Оловянный протянул ему флягу. Юга поблагодарил кивком, принял, всматриваясь в узкое лицо. Как похож на Мастера — но другое. Другой.
Наставник его — синеокая акула белой стали.
Смочил пересохшие губы, горячие, каменные виски. Вроде как полегчало.
— Ты чего здесь один шатаешься? Не боишься, что в кусты затянут? Гляди, ребята Хома Арабески как светловолосое что видят, последние мозги теряют.
Лин забавно фыркнул, ковырнул носком землю.
— Нет, я храбрый. И я не шатаюсь. Мы с РамРаем аммонес перекраиваем… Волоха нам мох бирюзовый дал. Чтобы Оскуро покрасить.
Юга утомленно поднял брови, поджал губы, думая, что Отражение все же пагубно действует на неокрепшее сознание молодых людей.

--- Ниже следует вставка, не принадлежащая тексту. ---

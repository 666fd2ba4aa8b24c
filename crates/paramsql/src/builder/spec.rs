use crate::condition::impl_from_scalar;
use crate::error::{Error, Result};
use crate::raw::Raw;
use crate::value::Value;
use indexmap::IndexMap;
use serde::Serialize;
use std::fmt;
use std::str::FromStr;

/// Statement kind produced by `build`.
#[derive(Debug, Clone, Copy, PartialEq, Eq, Hash, Default, Serialize)]
#[serde(rename_all = "lowercase")]
pub enum Action {
    #[default]
    Select,
    Insert,
    Update,
    Delete,
    Count,
}

impl Action {
    pub const ALL: [Action; 5] = [
        Action::Select,
        Action::Insert,
        Action::Update,
        Action::Delete,
        Action::Count,
    ];

    pub fn as_str(self) -> &'static str {
        match self {
            Action::Select => "select",
            Action::Insert => "insert",
            Action::Update => "update",
            Action::Delete => "delete",
            Action::Count => "count",
        }
    }
}

impl fmt::Display for Action {
    fn fmt(&self, f: &mut fmt::Formatter<'_>) -> fmt::Result {
        f.write_str(self.as_str())
    }
}

impl FromStr for Action {
    type Err = Error;

    fn from_str(s: &str) -> Result<Self> {
        Action::ALL
            .into_iter()
            .find(|a| a.as_str().eq_ignore_ascii_case(s.trim()))
            .ok_or_else(|| Error::UnsupportedAction(s.to_string()))
    }
}

/// JOIN flavour.
#[derive(Debug, Clone, Copy, PartialEq, Eq, Serialize)]
#[serde(rename_all = "UPPERCASE")]
pub enum JoinType {
    Inner,
    Left,
    Right,
    Full,
}

impl JoinType {
    pub fn as_sql(self) -> &'static str {
        match self {
            JoinType::Inner => "INNER",
            JoinType::Left => "LEFT",
            JoinType::Right => "RIGHT",
            JoinType::Full => "FULL",
        }
    }
}

/// One JOIN clause.
#[derive(Debug, Clone, PartialEq, Eq, Serialize)]
pub struct Join {
    pub kind: JoinType,
    pub table: String,
    pub alias: String,
    pub on: String,
}

impl Join {
    /// An empty `alias` defaults to the first character of `table`.
    pub fn new(kind: JoinType, table: &str, alias: &str, on: &str) -> Self {
        let alias = if alias.is_empty() {
            table.chars().next().map(String::from).unwrap_or_default()
        } else {
            alias.to_string()
        };
        Self {
            kind,
            table: table.to_string(),
            alias,
            on: on.to_string(),
        }
    }

    pub fn to_sql(&self) -> String {
        format!(
            "{} JOIN {} AS {} ON {}",
            self.kind.as_sql(),
            self.table,
            self.alias,
            self.on
        )
    }
}

/// SELECT list.
#[derive(Debug, Clone, PartialEq, Eq, Default, Serialize)]
#[serde(untagged)]
pub enum Select {
    /// `*`
    #[default]
    All,
    /// Column expressions, emitted comma-separated in order.
    Columns(Vec<String>),
}

impl Select {
    pub fn to_sql(&self) -> String {
        match self {
            Select::All => "*".to_string(),
            Select::Columns(cols) => cols.join(", "),
        }
    }
}

/// A SET clause value.
#[derive(Debug, Clone, PartialEq, Serialize)]
#[serde(untagged)]
pub enum SetField {
    /// Parameterized value
    Value(Value),
    /// Raw SQL expression (plus its own bindings)
    Raw(Raw),
}

impl From<Raw> for SetField {
    fn from(raw: Raw) -> Self {
        SetField::Raw(raw)
    }
}

impl From<Value> for SetField {
    fn from(value: Value) -> Self {
        SetField::Value(value)
    }
}

impl<T: Into<Value>> From<Option<T>> for SetField {
    fn from(v: Option<T>) -> Self {
        SetField::Value(Value::from(v))
    }
}

impl_from_scalar!(SetField: bool, i8, i16, i32, i64, u8, u16, u32, u64, f32, f64, &str, String, &String);
impl_from_scalar!(SetField: uuid::Uuid, chrono::NaiveDate, chrono::NaiveDateTime, chrono::DateTime<chrono::Utc>, serde_json::Value);

/// Ordered `column -> value` data for SET clauses.
///
/// Re-inserting a column keeps its original position and takes the latest value.
pub type SetData = IndexMap<String, SetField>;

/// All clause state of one statement.
#[derive(Debug, Clone, PartialEq)]
pub struct QuerySpec {
    pub(crate) action: Action,
    pub(crate) table: String,
    pub(crate) table_alias: String,
    pub(crate) select: Select,
    pub(crate) joins: Vec<Join>,
    pub(crate) where_fragments: Vec<String>,
    pub(crate) where_params: Vec<Value>,
    pub(crate) group_by: Option<String>,
    pub(crate) order_by: Option<String>,
    pub(crate) limit: u64,
    pub(crate) offset: u64,
    pub(crate) set_data: SetData,
    pub(crate) on_duplicate: SetData,
    pub(crate) count_column: String,
}

impl QuerySpec {
    pub fn new(table: &str, alias: &str) -> Self {
        Self {
            action: Action::default(),
            table: table.to_string(),
            table_alias: alias.to_string(),
            select: Select::default(),
            joins: Vec::new(),
            where_fragments: Vec::new(),
            where_params: Vec::new(),
            group_by: None,
            order_by: None,
            limit: 0,
            offset: 0,
            set_data: SetData::new(),
            on_duplicate: SetData::new(),
            count_column: "*".to_string(),
        }
    }

    pub fn action(&self) -> Action {
        self.action
    }

    pub fn table(&self) -> &str {
        &self.table
    }

    pub fn table_alias(&self) -> &str {
        &self.table_alias
    }

    pub fn select(&self) -> &Select {
        &self.select
    }

    pub fn joins(&self) -> &[Join] {
        &self.joins
    }

    pub fn where_fragments(&self) -> &[String] {
        &self.where_fragments
    }

    pub fn where_params(&self) -> &[Value] {
        &self.where_params
    }

    pub fn group_by(&self) -> Option<&str> {
        self.group_by.as_deref()
    }

    pub fn order_by(&self) -> Option<&str> {
        self.order_by.as_deref()
    }

    pub fn limit(&self) -> u64 {
        self.limit
    }

    pub fn offset(&self) -> u64 {
        self.offset
    }

    pub fn set_data(&self) -> &SetData {
        &self.set_data
    }

    pub fn on_duplicate(&self) -> &SetData {
        &self.on_duplicate
    }

    pub fn count_column(&self) -> &str {
        &self.count_column
    }

    /// `table` or `table AS alias`.
    pub(crate) fn table_with_alias(&self) -> String {
        if self.table_alias.is_empty() {
            self.table.clone()
        } else {
            format!("{} AS {}", self.table, self.table_alias)
        }
    }

    pub(crate) fn merge_set<I>(target: &mut SetData, data: I)
    where
        I: IntoIterator<Item = (String, SetField)>,
    {
        for (column, value) in data {
            target.insert(column, value);
        }
    }

    // ==================== Resets ====================

    pub fn clear_where(&mut self) {
        self.where_fragments.clear();
        self.where_params.clear();
    }

    pub fn clear_select(&mut self) {
        self.select = Select::All;
    }

    pub fn clear_join(&mut self) {
        self.joins.clear();
    }

    pub fn clear_group_by(&mut self) {
        self.group_by = None;
    }

    pub fn clear_order_by(&mut self) {
        self.order_by = None;
    }

    pub fn clear_limit(&mut self) {
        self.limit = 0;
        self.offset = 0;
    }

    pub fn clear_data(&mut self) {
        self.set_data.clear();
        self.on_duplicate.clear();
    }

    /// Reset every clause category. The table and its alias are kept.
    pub fn clear_all(&mut self) {
        let table = std::mem::take(&mut self.table);
        let alias = std::mem::take(&mut self.table_alias);
        *self = Self::new(&table, &alias);
    }
}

Лин торопливо растолковал:
— Ну, чтобы люди их тоже сражать могли. Мы, Первые, будем стрелять, а люди по этим метам — бить. Правда, хорошо придумали?
— Ай, славно, — протянул Юга, завинчивая флягу. — Пойдем. Помогу, чем смогу. У меня, знаешь ли, столько идей в голове плещется…
***
Гаер посмотрел на небо. Хлебнул из баклаги, утерся локтем. Волоха, будь он проклят, обещал ему корабеллы в лучшей оснастке. И русый был не из тех, кто плюется словами. Значит, так и будет.
Другое дело, что клин возглавит сам Иванов. Арматор верил, что ему — при всей своей лютой скорпионьей гордости — хватит мозгов не претендовать на большее. Рулить должен один, пусть даже рыжий смыслил в вождении корабелл меньше, чем Иванов.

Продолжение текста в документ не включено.